Jellyfish have been the bane of Israeli beaches in recent years, as warmer ocean temperatures have made coastal waters more hospitable for the creatures. During spring and early summer, millions of them appear near beaches, shoot their poison into the water and make swimming next to impossible. Where jellyfish abound, the water is likely to be empty.
Unlike most sea creatures, jellyfish are mostly useless. Some species are eaten in the Far East and mucin, a chemical extracted from the creatures, is used in drug delivery systems. For the most part, they’re useless, even dangerous, pests, as jellyfish swarm not only near beaches, but near intake pipes as well, often clogging them up. This happened last November in Sweden, when jellyfish got into the pipes and clogged up the water intake systems of a nuclear power generator in Sweden, forcing it to shut down.
Cine’al sees a potential use for the scourge. Hydromash, the dry, flexible, strong material Cine’al is developing, is made from jellyfish and is allegedly several times more absorbent than the “quicker picker-upper” paper towels from the popular TV commercials.

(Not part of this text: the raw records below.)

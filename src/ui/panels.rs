use std::path::Path;

use eframe::egui::{self, RichText, ScrollArea, Ui};

use crate::data::metric::Metric;
use crate::state::AppState;

// ---------------------------------------------------------------------------
// Left side panel – filter widgets
// ---------------------------------------------------------------------------

/// Render the left filter panel.
pub fn side_panel(ui: &mut Ui, state: &mut AppState) {
    ui.heading("Filters");
    ui.separator();

    let Some(table) = &state.table else {
        ui.label("No dataset loaded.");
        return;
    };

    // Clone the options so we can mutate state inside the loops.
    let countries = table.countries.clone();
    let years = table.years.clone();

    ScrollArea::vertical()
        .auto_shrink([false, false])
        .show(ui, |ui: &mut Ui| {
            // ---- Metric selector ----
            ui.strong("Metric");
            let current = state.metric;
            egui::ComboBox::from_id_salt("metric")
                .selected_text(current.label())
                .width(ui.available_width())
                .show_ui(ui, |ui: &mut Ui| {
                    for metric in Metric::ALL {
                        if ui
                            .selectable_label(current == metric, metric.label())
                            .on_hover_text(metric.key())
                            .clicked()
                        {
                            state.set_metric(metric);
                        }
                    }
                });
            ui.separator();

            // ---- Countries ----
            let header = format!(
                "Countries  ({}/{})",
                state.selection.countries.len(),
                countries.len()
            );
            egui::CollapsingHeader::new(RichText::new(header).strong())
                .id_salt("countries")
                .default_open(true)
                .show(ui, |ui: &mut Ui| {
                    ui.horizontal(|ui: &mut Ui| {
                        if ui.small_button("All").clicked() {
                            state.select_all_countries();
                        }
                        if ui.small_button("None").clicked() {
                            state.select_no_countries();
                        }
                    });

                    for country in &countries {
                        let mut checked = state.selection.countries.contains(country);
                        let text = RichText::new(country).color(state.colors.color_for(country));
                        if ui.checkbox(&mut checked, text).changed() {
                            state.toggle_country(country);
                        }
                    }
                });

            // ---- Years ----
            let header = format!("Years  ({}/{})", state.selection.years.len(), years.len());
            egui::CollapsingHeader::new(RichText::new(header).strong())
                .id_salt("years")
                .default_open(true)
                .show(ui, |ui: &mut Ui| {
                    ui.horizontal(|ui: &mut Ui| {
                        if ui.small_button("All").clicked() {
                            state.select_all_years();
                        }
                        if ui.small_button("None").clicked() {
                            state.select_no_years();
                        }
                    });

                    for &year in &years {
                        let mut checked = state.selection.years.contains(&year);
                        if ui.checkbox(&mut checked, year.to_string()).changed() {
                            state.toggle_year(year);
                        }
                    }

                    if let Some(first) = state.selection.first_year() {
                        ui.add_space(4.0);
                        ui.label(
                            RichText::new(format!("Pie chart year: {first}"))
                                .small()
                                .weak(),
                        );
                    }
                });
        });
}

// ---------------------------------------------------------------------------
// Top bar
// ---------------------------------------------------------------------------

/// Render the top menu / toolbar.
pub fn top_bar(ui: &mut Ui, state: &mut AppState) {
    egui::menu::bar(ui, |ui: &mut Ui| {
        ui.menu_button("File", |ui: &mut Ui| {
            if ui.button("Open CSV…").clicked() {
                open_file_dialog(state);
                ui.close_menu();
            }
        });

        ui.separator();

        if let (Some(table), Some(view)) = (&state.table, &state.view) {
            ui.label(format!(
                "{} rows loaded, {} selected",
                table.len(),
                view.subset.len()
            ));
        }
    });
}

// ---------------------------------------------------------------------------
// File loading
// ---------------------------------------------------------------------------

pub fn open_file_dialog(state: &mut AppState) {
    let file = rfd::FileDialog::new()
        .set_title("Open IT metrics CSV")
        .add_filter("CSV", &["csv"])
        .pick_file();

    if let Some(path) = file {
        load_path(state, &path);
    }
}

/// Load a file into the state, replacing any previous table.
pub fn load_path(state: &mut AppState, path: &Path) {
    match crate::data::loader::load_file(path) {
        Ok(table) => {
            if table.is_empty() {
                log::warn!("{} has a header but no rows", path.display());
            }
            log::info!(
                "Loaded {} rows from {} ({} countries, years {:?})",
                table.len(),
                path.display(),
                table.countries.len(),
                table.years
            );
            state.set_table(table);
        }
        Err(e) => {
            log::error!("Failed to load file: {e:#}");
            state.set_load_error(format!("Error: {e:#}"));
        }
    }
}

“Right now, these items are made of synthetics, which take hundreds and thousands of years to break down,” said Ofer Du-Nour, chairman and president of Cine’al and head of investment firm Capital Nano. The latter invests in early-stage nanotechnology companies that are based on research emerging from Israeli universities.
“The technologies we chose [in the medical and environmental fields] are proven technologies. The only issue is the engineering to bring the products to market,” Du-Nour said. “We cherry-picked through thousands of companies to find these.”

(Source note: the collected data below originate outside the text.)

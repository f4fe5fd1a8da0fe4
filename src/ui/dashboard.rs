use eframe::egui::{self, Color32, RichText, ScrollArea, Ui};

use crate::state::AppState;
use crate::ui::{charts, table};

// ---------------------------------------------------------------------------
// Central panel: header, charts, summary
// ---------------------------------------------------------------------------

/// Render the central panel.
pub fn central_panel(ui: &mut Ui, state: &AppState) {
    ScrollArea::vertical()
        .auto_shrink([false, false])
        .show(ui, |ui: &mut Ui| {
            ui.heading("Comparative analysis of the IT industry: India, Poland, Israel, Ukraine");
            ui.label("Analyse the key IT industry indicators across countries and years.");
            ui.separator();

            if let Some(msg) = &state.status_message {
                ui.label(RichText::new(msg).color(Color32::RED));
                return;
            }

            let (Some(table), Some(view)) = (&state.table, &state.view) else {
                ui.add_space(24.0);
                ui.vertical_centered(|ui: &mut Ui| {
                    ui.label(
                        RichText::new("Please open a CSV file with the data to analyse  (File → Open CSV… or drop a file here)")
                            .size(16.0),
                    );
                });
                return;
            };

            let label = view.metric.label();
            let config = &state.chart_config;

            if view.missing_values > 0 {
                ui.label(
                    RichText::new(format!(
                        "{} selected row(s) have a non-numeric {} value and are left out of the charts.",
                        view.missing_values,
                        view.metric.key()
                    ))
                    .color(Color32::from_rgb(220, 160, 40)),
                );
            }

            // ---- Bar chart ----
            ui.add_space(8.0);
            ui.heading(format!("Comparison: {label} for the selected years"));
            let years: Vec<String> = view.years.iter().map(|y| y.to_string()).collect();
            ui.strong(format!("{label} for {}", years.join(", ")));
            charts::bar_chart(ui, &view.bars, view.metric, &state.colors, &config.bar);

            // ---- Pie chart (first selected year only) ----
            if let Some(pie) = &view.pie {
                ui.add_space(12.0);
                ui.heading(format!("Distribution: {label} in {}", pie.year));
                ui.strong(format!("Distribution of {label} in {}", pie.year));
                charts::pie_chart(ui, pie, &state.colors, &config.pie);
            }

            // ---- Line chart (all years) ----
            ui.add_space(12.0);
            ui.heading(format!("Trend: {label} over time"));
            ui.strong(format!("Change in {label} over time"));
            charts::line_chart(ui, &view.line, view.metric, &state.colors, &config.line);

            // ---- Summary ----
            if let Some(lines) = &view.summary {
                ui.add_space(12.0);
                ui.heading("Conclusions");
                for line in lines {
                    ui.label(line.to_string());
                }
            }

            // ---- Data preview ----
            ui.add_space(12.0);
            egui::CollapsingHeader::new(format!("Selected rows ({})", view.subset.len()))
                .id_salt("preview")
                .default_open(false)
                .show(ui, |ui: &mut Ui| {
                    table::preview_table(ui, table, &view.subset, view.metric);
                });
        });
}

Du-Nour’s product is based on research done by Tel Aviv University’s Dr. Shachar Richter. “One third of disposable waste in dumps consists of diapers,” Du-Nour said. “In its first year, a newborn baby generates, on average, 70 kilos of diapers a year, maybe more.”
Highly absorbent products are made of synthetic materials such as super-absorbing polymers (SAP). The challenge was to find a bio-degradable material that was at least as absorbent. TAU researchers found the solution in jellyfish, composed of 90 percent water, living constantly in water and with bodies that can absorb and hold high volume of liquids without disintegrating or dissolving.

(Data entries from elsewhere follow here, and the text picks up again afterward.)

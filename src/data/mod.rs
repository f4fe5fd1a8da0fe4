/// Data layer: core types, loading, filtering and metric coercion.
///
/// Architecture:
/// ```text
///        .csv
///          │
///          ▼
///   ┌──────────┐
///   │  loader   │  parse file, round Year → Table
///   └──────────┘
///          │
///          ▼
///   ┌──────────┐
///   │   Table   │  Vec<Record>, country / year options
///   └──────────┘
///          │
///          ▼
///   ┌──────────┐
///   │  filter   │  apply Selection → working subset indices
///   └──────────┘
///          │
///          ▼
///   ┌──────────┐
///   │  metric   │  raw cell → Option<f64>
///   └──────────┘
/// ```

pub mod filter;
pub mod loader;
pub mod metric;
pub mod model;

Using nano-materials, the researchers’ process converts the jellyfish into Hydromash, which absorbs high volumes of water and blood in seconds. The process also adds nano-particles which allow for the addition of anti-bacterial and tissue-healing attributes, flexibility, colors, scents and more.
The result is a product that absorbs several times its volume, bio-degrades in less than 30 days and can compete with SAP on price, Du-Nour said. It’s perfectly safe, he added, and offers a potential to clear up landfills and clear the oceans of the endless swarms of jellyfish, which can now be seen as commodities worth harvesting instead of pests.
But will people go for it? Will mothers agree to put a “jellyfish diaper” on their baby’s behind or use a jellyfish-based sanitary napkin on themselves? Du-Nour thinks so. “I’m not worried about this, and in many products it’s likely that the consumer won’t even know about it, similar to many other products with ingredients that are derived from animals and plants.
“In fact, I think the use of this could eventually be required by governments that are spending millions of dollars to keep jellyfish out of tourist and harbor areas,” Du-Nour said. “There are too many jellyfish in the sea, and too many Pampers in landfills. Cine’al may have the ultimate answer to both those issues.”